* _Task objective_: Count every line below that holds the word "FeedbackSink", and give the number with no other words.

* _Task data_:
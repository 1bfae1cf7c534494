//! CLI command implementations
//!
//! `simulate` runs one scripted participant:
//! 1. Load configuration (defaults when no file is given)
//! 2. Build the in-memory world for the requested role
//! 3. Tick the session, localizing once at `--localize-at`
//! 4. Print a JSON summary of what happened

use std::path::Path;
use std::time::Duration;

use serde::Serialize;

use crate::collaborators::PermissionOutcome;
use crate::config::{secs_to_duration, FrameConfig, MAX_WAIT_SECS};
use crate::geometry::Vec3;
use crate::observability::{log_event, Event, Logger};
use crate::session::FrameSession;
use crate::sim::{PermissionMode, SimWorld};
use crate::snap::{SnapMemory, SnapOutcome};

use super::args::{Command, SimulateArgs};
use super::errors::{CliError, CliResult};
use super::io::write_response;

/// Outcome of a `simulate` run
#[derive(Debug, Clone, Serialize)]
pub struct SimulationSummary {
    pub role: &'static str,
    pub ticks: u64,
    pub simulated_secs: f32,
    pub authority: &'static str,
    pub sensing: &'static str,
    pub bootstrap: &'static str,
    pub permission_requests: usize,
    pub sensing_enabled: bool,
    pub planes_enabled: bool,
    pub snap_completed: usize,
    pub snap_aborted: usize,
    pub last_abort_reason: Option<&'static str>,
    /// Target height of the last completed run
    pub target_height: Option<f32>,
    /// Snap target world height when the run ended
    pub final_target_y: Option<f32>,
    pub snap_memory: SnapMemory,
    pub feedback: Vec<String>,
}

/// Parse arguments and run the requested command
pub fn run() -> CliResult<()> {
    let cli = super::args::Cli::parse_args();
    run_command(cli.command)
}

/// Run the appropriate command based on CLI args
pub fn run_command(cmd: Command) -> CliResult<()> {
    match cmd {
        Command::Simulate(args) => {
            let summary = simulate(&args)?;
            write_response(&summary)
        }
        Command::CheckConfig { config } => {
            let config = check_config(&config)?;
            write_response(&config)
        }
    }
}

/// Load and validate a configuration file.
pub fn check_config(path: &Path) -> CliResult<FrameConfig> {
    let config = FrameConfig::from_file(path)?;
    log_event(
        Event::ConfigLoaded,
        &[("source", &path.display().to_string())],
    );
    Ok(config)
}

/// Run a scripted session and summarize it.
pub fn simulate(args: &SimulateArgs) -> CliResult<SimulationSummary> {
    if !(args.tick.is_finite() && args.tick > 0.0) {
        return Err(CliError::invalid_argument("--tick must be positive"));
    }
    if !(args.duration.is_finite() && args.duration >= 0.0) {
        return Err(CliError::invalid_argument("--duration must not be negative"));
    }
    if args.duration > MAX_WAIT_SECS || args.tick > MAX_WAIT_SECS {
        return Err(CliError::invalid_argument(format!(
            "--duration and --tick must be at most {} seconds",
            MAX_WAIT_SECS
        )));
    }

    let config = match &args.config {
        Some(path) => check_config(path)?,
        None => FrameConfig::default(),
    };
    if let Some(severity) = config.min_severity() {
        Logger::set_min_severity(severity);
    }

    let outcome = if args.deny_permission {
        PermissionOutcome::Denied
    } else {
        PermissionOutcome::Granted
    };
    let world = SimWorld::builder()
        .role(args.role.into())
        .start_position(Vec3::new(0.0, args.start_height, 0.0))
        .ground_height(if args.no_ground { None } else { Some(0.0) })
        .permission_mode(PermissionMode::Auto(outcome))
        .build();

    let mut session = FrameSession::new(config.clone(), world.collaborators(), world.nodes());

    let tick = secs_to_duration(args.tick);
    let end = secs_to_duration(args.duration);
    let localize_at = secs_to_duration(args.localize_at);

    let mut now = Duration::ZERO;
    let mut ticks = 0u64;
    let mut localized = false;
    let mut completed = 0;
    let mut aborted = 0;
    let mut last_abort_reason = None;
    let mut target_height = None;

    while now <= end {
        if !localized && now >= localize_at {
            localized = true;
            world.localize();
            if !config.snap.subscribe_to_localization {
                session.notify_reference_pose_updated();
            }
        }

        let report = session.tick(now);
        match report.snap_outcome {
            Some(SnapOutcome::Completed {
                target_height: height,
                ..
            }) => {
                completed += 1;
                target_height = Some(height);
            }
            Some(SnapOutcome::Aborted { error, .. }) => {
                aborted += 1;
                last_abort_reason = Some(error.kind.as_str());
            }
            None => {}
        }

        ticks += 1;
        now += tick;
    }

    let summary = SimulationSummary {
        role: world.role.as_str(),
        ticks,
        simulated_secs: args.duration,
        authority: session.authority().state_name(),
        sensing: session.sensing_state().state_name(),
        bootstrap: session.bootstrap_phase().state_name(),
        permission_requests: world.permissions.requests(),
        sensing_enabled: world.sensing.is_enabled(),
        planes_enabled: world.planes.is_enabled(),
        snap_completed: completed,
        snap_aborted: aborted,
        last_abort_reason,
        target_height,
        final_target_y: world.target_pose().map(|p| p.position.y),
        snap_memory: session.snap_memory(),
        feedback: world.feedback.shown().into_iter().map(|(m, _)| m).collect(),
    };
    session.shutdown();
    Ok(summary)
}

---

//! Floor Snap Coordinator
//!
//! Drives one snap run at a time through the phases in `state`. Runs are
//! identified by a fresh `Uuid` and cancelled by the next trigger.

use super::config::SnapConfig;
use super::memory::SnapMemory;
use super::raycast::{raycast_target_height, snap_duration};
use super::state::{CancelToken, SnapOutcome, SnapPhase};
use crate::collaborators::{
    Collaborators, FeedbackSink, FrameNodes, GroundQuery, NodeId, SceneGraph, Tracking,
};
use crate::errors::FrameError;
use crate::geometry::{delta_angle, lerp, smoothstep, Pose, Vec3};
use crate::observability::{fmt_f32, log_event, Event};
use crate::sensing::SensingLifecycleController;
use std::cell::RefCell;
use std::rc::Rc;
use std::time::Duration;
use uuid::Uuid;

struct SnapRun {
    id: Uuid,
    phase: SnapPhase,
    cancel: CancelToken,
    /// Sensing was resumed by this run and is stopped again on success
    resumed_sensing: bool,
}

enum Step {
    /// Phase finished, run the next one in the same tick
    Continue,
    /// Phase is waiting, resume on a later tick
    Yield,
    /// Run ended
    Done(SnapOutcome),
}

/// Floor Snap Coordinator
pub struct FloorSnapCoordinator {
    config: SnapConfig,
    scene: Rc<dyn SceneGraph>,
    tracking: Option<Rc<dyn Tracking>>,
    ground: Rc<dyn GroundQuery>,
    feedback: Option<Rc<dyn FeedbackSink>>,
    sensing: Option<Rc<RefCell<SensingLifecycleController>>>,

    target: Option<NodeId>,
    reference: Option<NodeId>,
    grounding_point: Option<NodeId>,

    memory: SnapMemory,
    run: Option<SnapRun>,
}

* _Result for this exercise_: 2